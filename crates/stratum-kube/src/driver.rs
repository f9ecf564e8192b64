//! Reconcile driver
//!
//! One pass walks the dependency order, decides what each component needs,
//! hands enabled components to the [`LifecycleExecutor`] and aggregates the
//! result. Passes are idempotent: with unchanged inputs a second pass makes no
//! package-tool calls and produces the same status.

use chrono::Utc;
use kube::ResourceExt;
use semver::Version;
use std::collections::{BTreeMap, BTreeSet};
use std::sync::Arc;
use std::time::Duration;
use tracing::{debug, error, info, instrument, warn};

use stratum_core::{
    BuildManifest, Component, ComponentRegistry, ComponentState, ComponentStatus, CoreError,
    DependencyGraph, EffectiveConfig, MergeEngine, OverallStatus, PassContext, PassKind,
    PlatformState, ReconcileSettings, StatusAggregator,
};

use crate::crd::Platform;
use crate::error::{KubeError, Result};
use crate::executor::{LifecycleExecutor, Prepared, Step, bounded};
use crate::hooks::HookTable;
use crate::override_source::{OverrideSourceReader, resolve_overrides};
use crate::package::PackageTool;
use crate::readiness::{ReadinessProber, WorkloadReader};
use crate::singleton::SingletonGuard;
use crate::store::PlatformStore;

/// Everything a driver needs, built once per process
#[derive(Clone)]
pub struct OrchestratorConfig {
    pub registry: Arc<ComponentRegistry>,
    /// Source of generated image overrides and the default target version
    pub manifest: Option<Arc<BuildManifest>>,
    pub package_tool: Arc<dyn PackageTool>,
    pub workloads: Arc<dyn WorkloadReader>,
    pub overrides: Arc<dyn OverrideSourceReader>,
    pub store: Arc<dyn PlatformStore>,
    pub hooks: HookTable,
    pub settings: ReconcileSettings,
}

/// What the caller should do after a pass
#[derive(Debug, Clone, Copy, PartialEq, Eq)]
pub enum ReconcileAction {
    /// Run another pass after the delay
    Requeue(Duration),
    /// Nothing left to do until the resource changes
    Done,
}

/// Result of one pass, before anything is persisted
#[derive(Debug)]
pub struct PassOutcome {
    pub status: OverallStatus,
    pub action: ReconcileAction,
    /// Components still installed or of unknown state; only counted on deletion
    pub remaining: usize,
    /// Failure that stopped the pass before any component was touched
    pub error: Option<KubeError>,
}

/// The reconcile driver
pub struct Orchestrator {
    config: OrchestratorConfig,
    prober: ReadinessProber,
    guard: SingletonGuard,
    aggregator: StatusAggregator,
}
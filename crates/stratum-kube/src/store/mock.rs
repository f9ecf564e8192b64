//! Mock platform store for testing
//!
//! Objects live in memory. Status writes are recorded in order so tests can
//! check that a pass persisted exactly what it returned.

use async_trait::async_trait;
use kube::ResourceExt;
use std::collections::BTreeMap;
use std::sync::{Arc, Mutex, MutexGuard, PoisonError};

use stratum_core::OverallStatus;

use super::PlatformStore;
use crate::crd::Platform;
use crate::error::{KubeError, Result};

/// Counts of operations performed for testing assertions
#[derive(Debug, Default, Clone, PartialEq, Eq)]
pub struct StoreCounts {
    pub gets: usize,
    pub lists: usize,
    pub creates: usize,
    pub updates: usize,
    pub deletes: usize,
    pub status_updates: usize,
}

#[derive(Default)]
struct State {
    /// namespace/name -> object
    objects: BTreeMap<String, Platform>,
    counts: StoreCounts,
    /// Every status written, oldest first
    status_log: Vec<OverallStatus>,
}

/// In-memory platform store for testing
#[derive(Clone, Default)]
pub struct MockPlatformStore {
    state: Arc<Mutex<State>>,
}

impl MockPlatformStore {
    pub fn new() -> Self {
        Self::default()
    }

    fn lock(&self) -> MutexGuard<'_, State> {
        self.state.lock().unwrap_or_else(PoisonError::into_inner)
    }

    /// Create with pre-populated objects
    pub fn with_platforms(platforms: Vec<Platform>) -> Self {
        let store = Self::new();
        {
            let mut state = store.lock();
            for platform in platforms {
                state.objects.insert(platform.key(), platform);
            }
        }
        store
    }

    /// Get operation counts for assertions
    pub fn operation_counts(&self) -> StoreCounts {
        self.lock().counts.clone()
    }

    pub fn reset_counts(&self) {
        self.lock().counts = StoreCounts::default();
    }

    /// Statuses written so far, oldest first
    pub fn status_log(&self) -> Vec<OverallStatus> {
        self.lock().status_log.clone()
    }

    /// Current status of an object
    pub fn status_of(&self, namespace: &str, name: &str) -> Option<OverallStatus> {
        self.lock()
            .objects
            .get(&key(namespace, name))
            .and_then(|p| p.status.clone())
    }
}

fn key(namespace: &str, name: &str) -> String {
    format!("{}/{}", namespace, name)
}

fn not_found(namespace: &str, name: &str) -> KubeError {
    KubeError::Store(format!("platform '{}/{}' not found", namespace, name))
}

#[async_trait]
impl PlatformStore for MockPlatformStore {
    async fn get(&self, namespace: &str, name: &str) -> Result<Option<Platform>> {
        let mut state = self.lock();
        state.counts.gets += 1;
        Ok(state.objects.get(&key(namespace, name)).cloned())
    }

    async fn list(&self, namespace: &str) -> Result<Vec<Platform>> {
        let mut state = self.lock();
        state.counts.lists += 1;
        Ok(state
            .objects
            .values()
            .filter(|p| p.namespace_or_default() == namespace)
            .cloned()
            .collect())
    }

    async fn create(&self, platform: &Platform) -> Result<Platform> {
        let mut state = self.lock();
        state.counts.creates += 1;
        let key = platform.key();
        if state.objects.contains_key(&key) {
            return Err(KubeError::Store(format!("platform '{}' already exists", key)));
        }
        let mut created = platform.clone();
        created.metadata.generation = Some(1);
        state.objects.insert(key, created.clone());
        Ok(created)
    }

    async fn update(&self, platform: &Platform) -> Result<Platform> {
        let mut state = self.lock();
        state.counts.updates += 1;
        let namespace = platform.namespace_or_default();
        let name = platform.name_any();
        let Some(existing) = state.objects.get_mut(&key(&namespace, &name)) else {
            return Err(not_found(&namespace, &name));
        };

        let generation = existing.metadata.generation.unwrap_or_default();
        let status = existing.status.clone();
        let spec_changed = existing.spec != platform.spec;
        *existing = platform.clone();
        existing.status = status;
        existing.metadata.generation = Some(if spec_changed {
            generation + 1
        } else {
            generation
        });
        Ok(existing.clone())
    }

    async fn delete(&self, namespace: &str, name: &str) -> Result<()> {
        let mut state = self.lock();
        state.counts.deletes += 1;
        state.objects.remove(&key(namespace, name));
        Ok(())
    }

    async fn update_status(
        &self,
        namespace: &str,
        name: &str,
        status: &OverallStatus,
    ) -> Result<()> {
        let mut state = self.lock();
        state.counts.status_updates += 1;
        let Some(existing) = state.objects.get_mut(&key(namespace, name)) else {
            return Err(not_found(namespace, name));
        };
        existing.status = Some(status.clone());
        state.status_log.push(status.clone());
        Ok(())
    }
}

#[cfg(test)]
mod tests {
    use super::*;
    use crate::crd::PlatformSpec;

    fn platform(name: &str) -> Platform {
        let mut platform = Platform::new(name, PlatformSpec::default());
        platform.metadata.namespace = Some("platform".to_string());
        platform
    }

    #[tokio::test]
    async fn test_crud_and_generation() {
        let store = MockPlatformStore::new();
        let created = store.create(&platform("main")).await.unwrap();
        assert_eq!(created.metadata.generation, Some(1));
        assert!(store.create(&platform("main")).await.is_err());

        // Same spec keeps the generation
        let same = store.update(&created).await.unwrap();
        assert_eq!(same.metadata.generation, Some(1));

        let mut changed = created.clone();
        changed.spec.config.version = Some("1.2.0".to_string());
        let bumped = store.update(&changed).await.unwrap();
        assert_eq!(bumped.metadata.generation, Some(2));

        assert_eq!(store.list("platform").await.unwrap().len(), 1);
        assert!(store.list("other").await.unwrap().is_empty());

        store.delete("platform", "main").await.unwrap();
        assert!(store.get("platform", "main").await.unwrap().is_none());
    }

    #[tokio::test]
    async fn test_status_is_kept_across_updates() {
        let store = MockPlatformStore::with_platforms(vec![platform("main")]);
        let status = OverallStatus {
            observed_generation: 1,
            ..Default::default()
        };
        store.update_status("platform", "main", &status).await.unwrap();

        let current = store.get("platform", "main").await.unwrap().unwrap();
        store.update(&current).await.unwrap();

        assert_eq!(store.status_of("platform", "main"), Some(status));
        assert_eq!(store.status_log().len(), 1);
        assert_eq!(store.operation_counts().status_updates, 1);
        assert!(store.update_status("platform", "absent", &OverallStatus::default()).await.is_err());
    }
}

################

### Work order
Show each line from the listing above that includes the word "ComponentRegistry".

### Task answer
    BuildManifest, Component, ComponentRegistry, ComponentState, ComponentStatus, CoreError,
    pub registry: Arc<ComponentRegistry>,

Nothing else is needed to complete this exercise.